**Task prompt:**
Everything in the listing below from the line containing "let face = sign" through the line containing "End::Upper => (self.mesh.y_last()" must be repeated exactly; the remaining lines are not wanted.

**Records shown:**
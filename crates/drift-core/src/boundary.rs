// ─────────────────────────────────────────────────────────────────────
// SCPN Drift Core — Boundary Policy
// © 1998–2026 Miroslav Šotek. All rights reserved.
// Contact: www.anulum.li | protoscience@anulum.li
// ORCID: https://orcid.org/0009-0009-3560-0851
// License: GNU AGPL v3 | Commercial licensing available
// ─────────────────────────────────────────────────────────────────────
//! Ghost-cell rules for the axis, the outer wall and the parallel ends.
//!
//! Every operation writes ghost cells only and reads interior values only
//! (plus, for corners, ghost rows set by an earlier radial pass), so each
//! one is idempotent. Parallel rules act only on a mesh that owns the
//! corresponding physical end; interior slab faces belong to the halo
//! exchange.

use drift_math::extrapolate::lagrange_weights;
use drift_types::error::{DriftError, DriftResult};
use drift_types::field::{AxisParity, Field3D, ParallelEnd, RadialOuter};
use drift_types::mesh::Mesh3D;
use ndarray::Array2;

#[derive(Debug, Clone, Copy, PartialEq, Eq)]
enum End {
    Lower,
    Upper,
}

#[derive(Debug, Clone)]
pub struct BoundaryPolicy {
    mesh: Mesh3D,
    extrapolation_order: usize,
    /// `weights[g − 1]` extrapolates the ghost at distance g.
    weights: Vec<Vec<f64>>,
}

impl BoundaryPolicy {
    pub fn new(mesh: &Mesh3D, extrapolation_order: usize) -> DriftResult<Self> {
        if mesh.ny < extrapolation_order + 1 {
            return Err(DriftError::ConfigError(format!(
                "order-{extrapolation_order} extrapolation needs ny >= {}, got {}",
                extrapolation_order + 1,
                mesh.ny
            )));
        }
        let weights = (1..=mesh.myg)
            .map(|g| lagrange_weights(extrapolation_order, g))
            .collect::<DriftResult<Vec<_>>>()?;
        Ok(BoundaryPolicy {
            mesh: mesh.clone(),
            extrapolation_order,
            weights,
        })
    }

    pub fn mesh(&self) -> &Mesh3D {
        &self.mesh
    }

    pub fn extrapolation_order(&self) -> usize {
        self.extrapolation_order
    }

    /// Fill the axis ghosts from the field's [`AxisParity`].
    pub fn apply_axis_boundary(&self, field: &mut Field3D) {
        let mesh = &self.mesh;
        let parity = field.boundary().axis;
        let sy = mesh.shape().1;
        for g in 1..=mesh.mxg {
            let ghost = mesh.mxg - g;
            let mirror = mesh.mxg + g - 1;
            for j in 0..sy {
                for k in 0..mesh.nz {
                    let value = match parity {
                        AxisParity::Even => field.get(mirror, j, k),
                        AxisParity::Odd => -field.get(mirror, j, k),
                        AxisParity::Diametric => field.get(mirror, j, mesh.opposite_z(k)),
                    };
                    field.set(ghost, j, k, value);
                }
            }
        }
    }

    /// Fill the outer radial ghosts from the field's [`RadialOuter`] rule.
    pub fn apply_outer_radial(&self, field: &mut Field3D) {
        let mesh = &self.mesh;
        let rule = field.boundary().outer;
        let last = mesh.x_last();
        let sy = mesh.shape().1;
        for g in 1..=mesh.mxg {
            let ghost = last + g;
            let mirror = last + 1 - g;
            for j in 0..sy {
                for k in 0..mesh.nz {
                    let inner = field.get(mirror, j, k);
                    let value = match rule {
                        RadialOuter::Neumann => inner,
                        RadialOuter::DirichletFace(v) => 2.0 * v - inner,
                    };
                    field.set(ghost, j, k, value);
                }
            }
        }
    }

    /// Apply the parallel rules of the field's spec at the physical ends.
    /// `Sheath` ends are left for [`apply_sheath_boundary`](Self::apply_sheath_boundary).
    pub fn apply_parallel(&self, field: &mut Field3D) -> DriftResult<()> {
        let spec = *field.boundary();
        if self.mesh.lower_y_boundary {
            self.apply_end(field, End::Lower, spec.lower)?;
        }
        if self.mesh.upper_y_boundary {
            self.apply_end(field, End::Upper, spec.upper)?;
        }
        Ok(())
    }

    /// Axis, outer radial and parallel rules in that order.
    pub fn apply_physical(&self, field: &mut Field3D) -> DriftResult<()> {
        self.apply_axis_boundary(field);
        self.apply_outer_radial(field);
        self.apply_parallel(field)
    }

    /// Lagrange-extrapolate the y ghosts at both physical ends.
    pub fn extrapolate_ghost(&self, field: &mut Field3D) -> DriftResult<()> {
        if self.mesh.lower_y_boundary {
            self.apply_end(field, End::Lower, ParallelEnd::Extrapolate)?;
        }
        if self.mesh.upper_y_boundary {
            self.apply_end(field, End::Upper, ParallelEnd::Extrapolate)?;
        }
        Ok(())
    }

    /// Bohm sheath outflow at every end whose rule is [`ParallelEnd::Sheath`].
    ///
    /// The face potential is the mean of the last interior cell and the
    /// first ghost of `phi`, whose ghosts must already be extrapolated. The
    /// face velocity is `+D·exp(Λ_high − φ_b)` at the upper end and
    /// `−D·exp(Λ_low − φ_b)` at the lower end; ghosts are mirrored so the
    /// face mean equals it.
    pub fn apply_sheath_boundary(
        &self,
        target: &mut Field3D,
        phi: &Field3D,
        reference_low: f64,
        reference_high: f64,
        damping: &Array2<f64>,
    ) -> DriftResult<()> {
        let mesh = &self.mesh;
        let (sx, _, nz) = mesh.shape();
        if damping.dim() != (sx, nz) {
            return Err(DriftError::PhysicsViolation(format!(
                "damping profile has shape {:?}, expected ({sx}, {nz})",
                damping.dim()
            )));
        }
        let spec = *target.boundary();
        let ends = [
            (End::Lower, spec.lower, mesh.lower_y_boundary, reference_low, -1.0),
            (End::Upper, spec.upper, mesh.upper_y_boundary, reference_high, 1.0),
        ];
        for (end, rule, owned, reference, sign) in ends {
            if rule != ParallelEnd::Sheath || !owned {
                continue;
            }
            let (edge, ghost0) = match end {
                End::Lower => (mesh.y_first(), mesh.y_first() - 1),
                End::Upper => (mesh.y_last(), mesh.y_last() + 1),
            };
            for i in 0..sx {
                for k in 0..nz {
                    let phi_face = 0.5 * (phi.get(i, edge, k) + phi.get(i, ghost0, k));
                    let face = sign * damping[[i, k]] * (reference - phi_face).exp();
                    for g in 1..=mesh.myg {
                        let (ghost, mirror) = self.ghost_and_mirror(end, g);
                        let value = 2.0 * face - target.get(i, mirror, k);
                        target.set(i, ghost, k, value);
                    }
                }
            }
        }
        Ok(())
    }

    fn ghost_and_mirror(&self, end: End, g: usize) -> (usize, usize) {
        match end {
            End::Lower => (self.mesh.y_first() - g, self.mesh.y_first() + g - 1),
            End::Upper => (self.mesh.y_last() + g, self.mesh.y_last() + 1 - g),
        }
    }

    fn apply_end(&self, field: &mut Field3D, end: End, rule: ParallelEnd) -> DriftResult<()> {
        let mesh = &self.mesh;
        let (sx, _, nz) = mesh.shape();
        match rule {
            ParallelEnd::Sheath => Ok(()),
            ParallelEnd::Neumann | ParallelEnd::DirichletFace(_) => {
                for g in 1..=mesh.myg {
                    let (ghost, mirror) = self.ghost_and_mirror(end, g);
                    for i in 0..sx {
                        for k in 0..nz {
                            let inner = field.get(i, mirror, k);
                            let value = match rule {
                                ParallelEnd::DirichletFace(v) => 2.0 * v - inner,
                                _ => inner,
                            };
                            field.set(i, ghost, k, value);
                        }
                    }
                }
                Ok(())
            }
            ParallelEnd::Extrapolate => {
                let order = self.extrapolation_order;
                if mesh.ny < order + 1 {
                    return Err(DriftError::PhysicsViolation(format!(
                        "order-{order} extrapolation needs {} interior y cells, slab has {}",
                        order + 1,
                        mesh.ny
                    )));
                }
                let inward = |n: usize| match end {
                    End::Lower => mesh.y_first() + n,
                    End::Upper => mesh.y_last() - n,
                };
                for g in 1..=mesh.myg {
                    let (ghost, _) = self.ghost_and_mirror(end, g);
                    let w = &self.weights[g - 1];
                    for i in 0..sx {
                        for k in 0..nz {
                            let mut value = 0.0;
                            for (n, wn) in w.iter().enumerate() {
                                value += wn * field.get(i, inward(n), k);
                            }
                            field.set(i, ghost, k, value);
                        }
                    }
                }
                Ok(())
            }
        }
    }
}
* * *
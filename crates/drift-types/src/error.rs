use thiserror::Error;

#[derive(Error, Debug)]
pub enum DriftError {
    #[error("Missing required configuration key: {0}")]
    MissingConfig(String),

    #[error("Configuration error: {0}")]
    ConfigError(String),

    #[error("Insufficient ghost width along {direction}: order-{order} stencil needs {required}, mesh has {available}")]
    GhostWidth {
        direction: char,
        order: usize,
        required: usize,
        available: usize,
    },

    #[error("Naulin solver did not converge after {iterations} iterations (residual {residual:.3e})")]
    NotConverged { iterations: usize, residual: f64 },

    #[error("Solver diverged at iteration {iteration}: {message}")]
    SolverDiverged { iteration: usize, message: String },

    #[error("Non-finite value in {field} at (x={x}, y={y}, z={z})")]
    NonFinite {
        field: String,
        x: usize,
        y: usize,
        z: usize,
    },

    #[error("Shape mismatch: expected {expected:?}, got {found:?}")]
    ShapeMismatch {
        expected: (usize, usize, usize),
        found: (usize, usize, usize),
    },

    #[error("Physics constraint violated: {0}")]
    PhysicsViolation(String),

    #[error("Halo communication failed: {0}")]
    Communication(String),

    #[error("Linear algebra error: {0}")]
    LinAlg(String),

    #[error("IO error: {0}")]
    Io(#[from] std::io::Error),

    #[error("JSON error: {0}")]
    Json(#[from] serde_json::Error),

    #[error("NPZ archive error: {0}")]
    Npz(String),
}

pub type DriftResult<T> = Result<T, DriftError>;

**Your solution:**
                    let face = sign * damping[[i, k]] * (reference - phi_face).exp();
                    for g in 1..=mesh.myg {
                        let (ghost, mirror) = self.ghost_and_mirror(end, g);
                        let value = 2.0 * face - target.get(i, mirror, k);
                        target.set(i, ghost, k, value);
                    }
                }
            }
        }
        Ok(())
    }

    fn ghost_and_mirror(&self, end: End, g: usize) -> (usize, usize) {
        match end {
            End::Lower => (self.mesh.y_first() - g, self.mesh.y_first() + g - 1),
            End::Upper => (self.mesh.y_last() + g, self.mesh.y_last() + 1 - g),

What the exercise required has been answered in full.